Laying the Foundation for Further Theorising:
As mentioned above, literature on Industry 4.0 already provides relevant conceptual work (i.e. frameworks, maturity models) that describe and structure the complex affordances of Industry 4.0. The developed capability framework for Industry 4.0 adds to existing work as it lays the ground for further theorising and understanding Industry 4.0 transformations. Further, it builds the foundation for deriving specific capability design recommendations and thus represents an additional critical piece of the puzzle to implement Industry 4.0 transformations in an even more structured and targeted manner (Gregor, 2006). The following table gives an overview of the framework’s full contributions and indicates how it can be used as a foundation for further research Table 4:
6.2 Practical Implications
The evaluation and demonstration of the framework have shown it to have three major practical implications:
Managers could use the IS Capability Framework to develop their Industry 4.0 Capability vision and compare it to the status quo:
Our framework enables managers to develop their Industry 4.0 capability vision systematically. As the application at GM has indicated, managers can use the framework to assess their company’s status quo as well as the desired target state of each capability.
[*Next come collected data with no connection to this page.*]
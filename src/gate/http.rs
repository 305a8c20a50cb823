//! HTTP capability injected into the gate services. The gate only needs two
//! calls: an uncached JSON read and a credential-bearing JSON post. Both
//! return the raw status and body so callers classify responses themselves.
//! Request bodies may carry the PIN and must never be logged.

use super::error::HttpError;
use reqwest::{
    header::{CACHE_CONTROL, PRAGMA},
    redirect::Policy,
    Client,
};
use serde::de::DeserializeOwned;
use serde_json::Value;
use std::{future::Future, time::Duration};
use tracing::{debug, instrument, trace, warn};
use url::Url;

pub static APP_USER_AGENT: &str = concat!(env!("CARGO_PKG_NAME"), "/", env!("CARGO_PKG_VERSION"));

/// Default request timeout.
pub const DEFAULT_TIMEOUT: Duration = Duration::from_secs(10);
/// Maximum number of body characters kept for diagnostics.
const MAX_BODY_CHARS: usize = 200;

/// Status and body of a completed request.
#[derive(Clone, Debug, PartialEq, Eq)]
pub struct HttpResponse {
    pub status: u16,
    pub body: String,
}

impl HttpResponse {
    #[must_use]
    pub fn new(status: u16, body: impl Into<String>) -> Self {
        Self {
            status,
            body: body.into(),
        }
    }

    #[must_use]
    pub fn is_success(&self) -> bool {
        (200..300).contains(&self.status)
    }

    /// # Errors
    /// Returns an error if the body is not valid JSON for `T`.
    pub fn json<T: DeserializeOwned>(&self) -> Result<T, serde_json::Error> {
        serde_json::from_str(&self.body)
    }

    /// Trimmed and truncated body for log lines.
    #[must_use]
    pub fn sanitized_body(&self) -> String {
        let trimmed = self.body.trim();
        if trimmed.is_empty() {
            "<empty>".to_string()
        } else {
            trimmed.chars().take(MAX_BODY_CHARS).collect()
        }
    }
}

/// Sends requests on behalf of the gate.
pub trait HttpClient {
    /// `GET` bypassing any cache between the gate and the backend.
    fn get_no_store(
        &self,
        url: &Url,
    ) -> impl Future<Output = Result<HttpResponse, HttpError>> + Send;

    /// `POST` a JSON body with session credentials (cookies) attached, so a
    /// successful response can establish a session.
    fn post_json_with_credentials(
        &self,
        url: &Url,
        body: &Value,
    ) -> impl Future<Output = Result<HttpResponse, HttpError>> + Send;
}

/// [`HttpClient`] backed by `reqwest` with a per-client cookie store.
#[derive(Clone, Debug)]
pub struct ReqwestClient {
    client: Client,
}

impl ReqwestClient {
    /// Redirects are not followed: the gate classifies the status of the
    /// endpoint it called, never the status of a redirect target.
    ///
    /// # Errors
    /// Returns an error if the TLS backend or client cannot be initialized.
    pub fn new(timeout: Duration) -> Result<Self, HttpError> {
        let client = Client::builder()
            .user_agent(APP_USER_AGENT)
            .cookie_store(true)
            .redirect(Policy::none())
            .timeout(timeout)
            .build()
            .map_err(|err| HttpError::Request(err.to_string()))?;

        Ok(Self { client })
    }
}

impl HttpClient for ReqwestClient {
    #[instrument(skip(self, url), fields(host = url.host_str().unwrap_or_default()))]
    async fn get_no_store(&self, url: &Url) -> Result<HttpResponse, HttpError> {
        trace!(%url, "GET");
        let response = self
            .client
            .get(url.clone())
            .header(CACHE_CONTROL, "no-store")
            .header(PRAGMA, "no-cache")
            .send()
            .await
            .map_err(map_request_error)?;

        read_response(response).await
    }

    #[instrument(skip(self, url, body), fields(host = url.host_str().unwrap_or_default()))]
    async fn post_json_with_credentials(
        &self,
        url: &Url,
        body: &Value,
    ) -> Result<HttpResponse, HttpError> {
        trace!(%url, "POST");
        let response = self
            .client
            .post(url.clone())
            .json(body)
            .send()
            .await
            .map_err(map_request_error)?;

        read_status(response).await
    }
}

async fn read_response(response: reqwest::Response) -> Result<HttpResponse, HttpError> {
    let status = response.status().as_u16();
    let body = response.text().await.map_err(map_request_error)?;

    debug!(status, "response received");

    Ok(HttpResponse { status, body })
}

/// Keeps the status when the body cannot be read. The status alone decides a
/// login, and by then the server may already have set the session cookie.
async fn read_status(response: reqwest::Response) -> Result<HttpResponse, HttpError> {
    let status = response.status().as_u16();
    let body = match response.text().await {
        Ok(body) => body,
        Err(err) => {
            warn!(status, "Ignoring unreadable response body: {}", err);
            String::new()
        }
    };

    debug!(status, "response received");

    Ok(HttpResponse { status, body })
}

/// Maps reqwest errors into transport variants with timeout detection.
fn map_request_error(err: reqwest::Error) -> HttpError {
    if err.is_timeout() {
        HttpError::Timeout
    } else if err.is_builder() {
        HttpError::Request(err.to_string())
    } else {
        HttpError::Network(err.to_string())
    }
}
As one of our interviewed experts stated: ‘Knowing exactly where you are and want to be in a few years […] is the input needed when developing or adapting the digital strategy […], since currently when it comes to the implementation of digital technologies, in our organisation a late-mover approach is being taken’ (I1). With the help of our framework, manufacturers can assess the status quo of each capability, be that with regard to subsidiary elements of their organisation or its entirety. Not only does this shed light on the progress of the organisation’s transformation. It also supports management in ensuring it doesn’t neglect relevant capabilities. Furthermore, it lays the foundation for defining suitable process and progress indicators, which should prove helpful in navigating through the often complex Industry 4.0 transformation, a journey on which many manufacturers are still coming up against significant hurdles.
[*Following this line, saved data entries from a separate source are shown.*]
use anyhow::{Context, Result};
use pingate::gate::{
    Backend, Gate, GateError, GateState, HttpClient, Identifier, Key,
    RecordingNavigator, Rejection, ReqwestClient, Route,
};
use serde_json::json;
use std::{net::TcpListener, time::Duration};
use wiremock::matchers::{body_json, header, method, path};
use wiremock::{Mock, MockServer, ResponseTemplate};

fn can_bind_localhost() -> bool {
    TcpListener::bind("127.0.0.1:0").is_ok()
}

fn abc123() -> Result<Identifier> {
    Identifier::parse(Some("abc123")).context("identifier rejected")
}

async fn type_code(
    gate: &mut Gate<ReqwestClient, RecordingNavigator>,
    code: &str,
) -> Result<GateState> {
    let mut state = gate.state();
    for value in code.chars() {
        state = gate.press(Key::try_from(value)?).await;
    }
    Ok(state)
}

async fn mount_status(server: &MockServer, is_pin_set: bool) {
    Mock::given(method("GET"))
        .and(path("/api/v1/auth/check-pin-status/abc123"))
        .and(header("cache-control", "no-store"))
        .respond_with(ResponseTemplate::new(200).set_body_json(json!({ "isPinSet": is_pin_set })))
        .expect(1)
        .mount(server)
        .await;
}

#[tokio::test]
async fn wrong_then_right_pin_establishes_session() -> Result<()> {
    if !can_bind_localhost() {
        eprintln!("Skipping test: cannot bind localhost");
        return Ok(());
    }
    let server = MockServer::start().await;
    mount_status(&server, true).await;

    Mock::given(method("POST"))
        .and(path("/api/v1/auth/login"))
        .and(body_json(json!({ "identifier": "abc123", "pin": "1234" })))
        .respond_with(
            ResponseTemplate::new(200)
                .insert_header("set-cookie", "session=s3cr3t; Path=/; HttpOnly")
                .set_body_json(json!({ "ok": true })),
        )
        .expect(1)
        .mount(&server)
        .await;

    Mock::given(method("POST"))
        .and(path("/api/v1/auth/login"))
        .respond_with(ResponseTemplate::new(401).set_body_json(json!({ "error": "invalid pin" })))
        .expect(1)
        .mount(&server)
        .await;

    Mock::given(method("GET"))
        .and(path("/api/v1/events/abc123"))
        .and(header("cookie", "session=s3cr3t"))
        .respond_with(ResponseTemplate::new(200))
        .expect(1)
        .mount(&server)
        .await;

    let backend = Backend::parse(&server.uri())?;
    let client = ReqwestClient::new(Duration::from_secs(5))?;
    let mut gate = Gate::new(client, backend.clone(), RecordingNavigator::new());

    assert_eq!(gate.enter(Some("abc123")).await, GateState::AwaitingCode);

    assert_eq!(type_code(&mut gate, "9999").await?, GateState::AwaitingCode);
    assert_eq!(
        gate.controller().last_rejection(),
        Some(Rejection::Credentials { status: 401 })
    );
    assert!(gate.controller().buffer().is_empty());

    assert_eq!(type_code(&mut gate, "1234").await?, GateState::Authenticated);
    assert_eq!(
        gate.navigator().routes(),
        vec![Route::EnterPin(abc123()?), Route::Events(abc123()?)]
    );

    let events = backend.base_url().join("api/v1/events/abc123")?;
    let response = gate.client().get_no_store(&events).await?;
    assert_eq!(response.status, 200);

    server.verify().await;
    Ok(())
}

#[tokio::test]
async fn unset_pin_routes_to_creation_without_login() -> Result<()> {
    if !can_bind_localhost() {
        eprintln!("Skipping test: cannot bind localhost");
        return Ok(());
    }
    let server = MockServer::start().await;
    mount_status(&server, false).await;

    Mock::given(method("POST"))
        .and(path("/api/v1/auth/login"))
        .respond_with(ResponseTemplate::new(200))
        .expect(0)
        .mount(&server)
        .await;

    let backend = Backend::parse(&server.uri())?;
    let mut gate = Gate::new(
        ReqwestClient::new(Duration::from_secs(5))?,
        backend,
        RecordingNavigator::new(),
    );

    assert_eq!(gate.enter(Some(" abc123 ")).await, GateState::CreatingPin);
    assert_eq!(gate.navigator().routes(), vec![Route::CreatePin(abc123()?)]);

    // Keys are ignored outside of PIN entry.
    assert_eq!(type_code(&mut gate, "1234").await?, GateState::CreatingPin);

    server.verify().await;
    Ok(())
}

#[tokio::test]
async fn status_server_error_routes_to_error() -> Result<()> {
    if !can_bind_localhost() {
        eprintln!("Skipping test: cannot bind localhost");
        return Ok(());
    }
    let server = MockServer::start().await;

    Mock::given(method("GET"))
        .and(path("/api/v1/auth/check-pin-status/abc123"))
        .respond_with(ResponseTemplate::new(503))
        .mount(&server)
        .await;

    let backend = Backend::parse(&server.uri())?;
    let mut gate = Gate::new(
        ReqwestClient::new(Duration::from_secs(5))?,
        backend,
        RecordingNavigator::new(),
    );

    assert_eq!(gate.enter(Some("abc123")).await, GateState::ErrorSurface);
    assert_eq!(gate.navigator().routes(), vec![Route::Error]);
    assert!(matches!(
        gate.controller().error(),
        Some(GateError::StatusResolution(_))
    ));
    Ok(())
}

#[tokio::test]
async fn unreachable_backend_routes_to_error() -> Result<()> {
    let port = {
        let Ok(listener) = TcpListener::bind("127.0.0.1:0") else {
            eprintln!("Skipping test: cannot bind localhost");
            return Ok(());
        };
        listener.local_addr()?.port()
    };

    let backend = Backend::parse(&format!("http://127.0.0.1:{port}"))?;
    let mut gate = Gate::new(
        ReqwestClient::new(Duration::from_secs(2))?,
        backend,
        RecordingNavigator::new(),
    );

    assert_eq!(gate.enter(Some("abc123")).await, GateState::ErrorSurface);
    assert!(matches!(
        gate.controller().error(),
        Some(GateError::StatusResolution(_))
    ));
    Ok(())
}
Managers could use the IS Capability Framework to decide on in-house versus partner capability development efforts:
To reach their Industry 4.0 capability targets, managers need to decide which IS capabilities to develop internally and which to access through external partners. Since the resources and skills required for internal capability development are often limited, and since external digital service providers with relevant expertise often possess competitive advantages in their digital capabilities, a thorough assessment should be given a high priority. On that note, industry expert I8 stated that his company ‘got a bloody nose […] because, in the beginning, we thought we had to do everything ourselves as we were used to’. Not only does our IS capability framework provide the holistic perspective required to perform a strategic assessment and avoid further bloody noses. It also supports managers in considering all relevant capabilities. As expert I10 mentioned, it provides ‘a good structure for a first glance assessment of external partners by using the framework for the analysis of their offered products and services […] and a better understanding how the offering complements our capabilities’.
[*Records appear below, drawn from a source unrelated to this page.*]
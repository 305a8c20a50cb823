//! PIN authentication gate.
//!
//! Given an identifier, the gate asks the backend whether a PIN exists,
//! routes to PIN creation or PIN entry, collects four digits, submits them
//! once, and routes to the protected area, back to entry, or to the error
//! page. See [`controller`] for the state machine and [`Gate`] for the
//! async driver.

pub mod backend;
pub mod buffer;
pub mod controller;
pub mod driver;
pub mod error;
pub mod http;
pub mod identifier;
pub mod resolver;
pub mod route;
pub mod verifier;

#[cfg(test)]
pub(crate) mod testing;

pub use backend::Backend;
pub use buffer::{Digit, Key, PinBuffer, PIN_LENGTH};
pub use controller::{Effect, GateController, GateEvent, GateState, Ticket};
pub use driver::Gate;
pub use error::{GateError, HttpError, KeyError, Rejection, StatusResolutionError};
pub use http::{HttpClient, HttpResponse, ReqwestClient, APP_USER_AGENT, DEFAULT_TIMEOUT};
pub use identifier::Identifier;
pub use resolver::{PinStatus, PinStatusResolver};
pub use route::{Navigator, RecordingNavigator, Route};
pub use verifier::{SessionVerifier, VerificationOutcome};
use std::process::Command;

fn main() {
    println!("cargo:rerun-if-changed=.git/HEAD");
    println!("cargo:rerun-if-changed=.git/refs");

    let sha = Command::new("git")
        .args(["rev-parse", "--short", "HEAD"])
        .output()
        .ok()
        .and_then(|output| {
            if !output.status.success() {
                return None;
            }
            String::from_utf8(output.stdout)
                .ok()
                .map(|value| value.trim().to_string())
        })
        .filter(|value| !value.is_empty())
        .unwrap_or_else(|| "unknown".to_string());

    println!("cargo:rustc-env=PINGATE_GIT_SHA={sha}");
}
use crate::{
    cli::{
        actions::{login::Args, Action},
        commands::{backend, ARG_IDENTIFIER, ARG_PIN},
    },
    gate::Backend,
};
use anyhow::{Context, Result};
use secrecy::SecretString;
use std::time::Duration;

/// # Errors
/// Returns an error if required arguments are missing or invalid.
pub fn handler(matches: &clap::ArgMatches) -> Result<Action> {
    let backend_url = matches
        .get_one::<String>(backend::ARG_BACKEND_URL)
        .context("missing required argument: --backend-url")?;
    let backend = Backend::parse(backend_url).context("invalid PINGATE_BACKEND_URL")?;

    let timeout = matches
        .get_one::<u64>(backend::ARG_TIMEOUT)
        .copied()
        .map_or(crate::gate::DEFAULT_TIMEOUT, Duration::from_secs);

    Ok(Action::Login(Args {
        identifier: matches.get_one::<String>(ARG_IDENTIFIER).cloned(),
        backend,
        timeout,
        pin: matches
            .get_one::<String>(ARG_PIN)
            .map(|pin| SecretString::from(pin.clone())),
    }))
}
Managers could use the IS Capability Framework to assess their Industry 4.0 IS Capability development regularly:
Since Industry 4.0 transformations take time, the systematic and regular assessment of its progress is of great importance. As the framework’s application with GM has already indicated, identifying existing and planned products, services, projects, and initiatives, when mapped to the respective capability dimensions, provides managers with a holistic overview of how current trends and ambitions factor into the company’s Industry 4.0 strategy. What is more, this facilitates a simple fit-gap-analysis, which provides valuable awareness of the company’s present strengths and weaknesses, and indeed of how their planned products, services, projects, and initiatives might best be adjusted. A final point worth making in this context is that our interviewed industry experts also thought of using such insights to adjust incentives for Industry 4.0 projects (I10) and management reports (I2).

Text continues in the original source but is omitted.